Budget 2020: New section 115BAC
February 1, 2020

The Finance Minister, in the budget presented today proposed a new personal tax regime for individual and HUF assessees by inserting section 115BAC in the Act.

The section talks about the revision of the tax rates applicable on taxpayers based on their total income.This amendment will take effect from 1st April, 2021 and will, accordingly, apply in relation to the assessment year 2021-22 and subsequent assessment years

Comparison between Old & New Tax Rates

Total Income Applicable Tax Rate under new regime Applicable Tax Rate under old regime

Income upto Rs. 2,50,000

NIL

NIL

Rs.2,50,000- Rs 5,00,000

5%

5%

Rs. 5,00,000- Rs 7,50,000

10%

20%

Rs 7,50,000- Rs. 10,00,000

15%

20%

Rs. 10,00,000- Rs.
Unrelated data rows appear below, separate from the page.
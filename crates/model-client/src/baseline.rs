use async_trait::async_trait;
use statrs::statistics::Statistics;

use forecast_core::{Direction, ForecastResult, Forecaster, PipelineError, PipelineResult};

/// Diffs window used when estimating per-step volatility for the bands.
const VOLATILITY_LOOKBACK: usize = 20;

/// Sample standard deviation of the most recent one-step price changes.
fn step_volatility(prices: &[f64]) -> f64 {
    let start = prices.len().saturating_sub(VOLATILITY_LOOKBACK + 1);
    let diffs: Vec<f64> = prices[start..].windows(2).map(|w| w[1] - w[0]).collect();
    if diffs.len() < 2 {
        return 0.0;
    }
    diffs.as_slice().std_dev()
}

fn band_confidence(last: f64, volatility: f64) -> f64 {
    let rel_vol = if last != 0.0 {
        volatility / last.abs()
    } else {
        0.0
    };
    (60.0 - rel_vol * 100.0).clamp(10.0, 60.0)
}

/// Carries the last known price forward. The weakest credible baseline, and
/// the same estimate the backtester substitutes when a model call fails.
pub struct NaiveForecaster;

#[async_trait]
impl Forecaster for NaiveForecaster {
    fn name(&self) -> &str {
        "naive"
    }

    async fn predict(&self, prices: &[f64], horizon: usize) -> PipelineResult<ForecastResult> {
        if horizon == 0 {
            return Err(PipelineError::InvalidForecast(
                "horizon must be positive".to_string(),
            ));
        }
        let last = prices.last().copied().ok_or_else(|| {
            PipelineError::InsufficientData("naive forecast needs at least one price".to_string())
        })?;

        let volatility = step_volatility(prices);
        let predictions = vec![last; horizon];
        let confidence_low: Vec<f64> = (0..horizon)
            .map(|i| last - volatility * ((i + 1) as f64).sqrt())
            .collect();
        let confidence_high: Vec<f64> = (0..horizon)
            .map(|i| last + volatility * ((i + 1) as f64).sqrt())
            .collect();

        ForecastResult::try_new(
            self.name(),
            predictions,
            confidence_low,
            confidence_high,
            Direction::Neutral,
            band_confidence(last, volatility),
        )
    }
}

/// Extrapolates the mean one-step drift of the recent history.
pub struct DriftForecaster {
    lookback: usize,
}

impl DriftForecaster {
    pub fn new(lookback: usize) -> Self {
        Self {
            lookback: lookback.max(2),
        }
    }
}

impl Default for DriftForecaster {
    fn default() -> Self {
        Self::new(30)
    }
}

#[async_trait]
impl Forecaster for DriftForecaster {
    fn name(&self) -> &str {
        "drift"
    }

    async fn predict(&self, prices: &[f64], horizon: usize) -> PipelineResult<ForecastResult> {
        if horizon == 0 {
            return Err(PipelineError::InvalidForecast(
                "horizon must be positive".to_string(),
            ));
        }
        if prices.len() < 2 {
            return Err(PipelineError::InsufficientData(
                "drift forecast needs at least two prices".to_string(),
            ));
        }

        let start = prices.len().saturating_sub(self.lookback + 1);
        let window = &prices[start..];
        let drift = window.windows(2).map(|w| w[1] - w[0]).sum::<f64>()
            / (window.len() - 1) as f64;
        let last = window[window.len() - 1];

        let volatility = step_volatility(prices);
        let predictions: Vec<f64> = (0..horizon)
            .map(|i| last + drift * (i + 1) as f64)
            .collect();
        let confidence_low: Vec<f64> = predictions
            .iter()
            .enumerate()
            .map(|(i, p)| p - volatility * ((i + 1) as f64).sqrt())
            .collect();
        let confidence_high: Vec<f64> = predictions
            .iter()
            .enumerate()
            .map(|(i, p)| p + volatility * ((i + 1) as f64).sqrt())
            .collect();

        let end = predictions[predictions.len() - 1];
        ForecastResult::try_new(
            self.name(),
            predictions,
            confidence_low,
            confidence_high,
            Direction::classify(last, end),
            band_confidence(last, volatility),
        )
    }
}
Rs 12,50,000

20%

30%

Rs. 12,50,000 – Rs. 15,00,000

25%

30%

Above Rs. 15,00,000

30%

30%

 

Please Note,

  • The above mentioned new tax regime rates will be available only if the taxpayer does not claim any deductions or exemptions.
  • This new tax regime is optional, which means the taxpayers still have an option to choose to file their returns after claiming deductions and exemptions as per the old tax regime.
  • The option shall be exercised for every previous year where the individual or the HUF has no business income, and in other cases the option once exercised for a previous year shall be valid for that previous year and all subsequent years.
  • The option shall become invalid for a previous year or previous years, as the case may be, if the Individual or HUF fails to satisfy the conditions and other provisions of the Act shall apply.
  • To claim benefit of proposed tax rates, option is required to be exercised:
    i)  On or before the due date of return of income u/s 139(1) in case of Individual or HUF having business
    income.
    ii) In other case, along with return of income.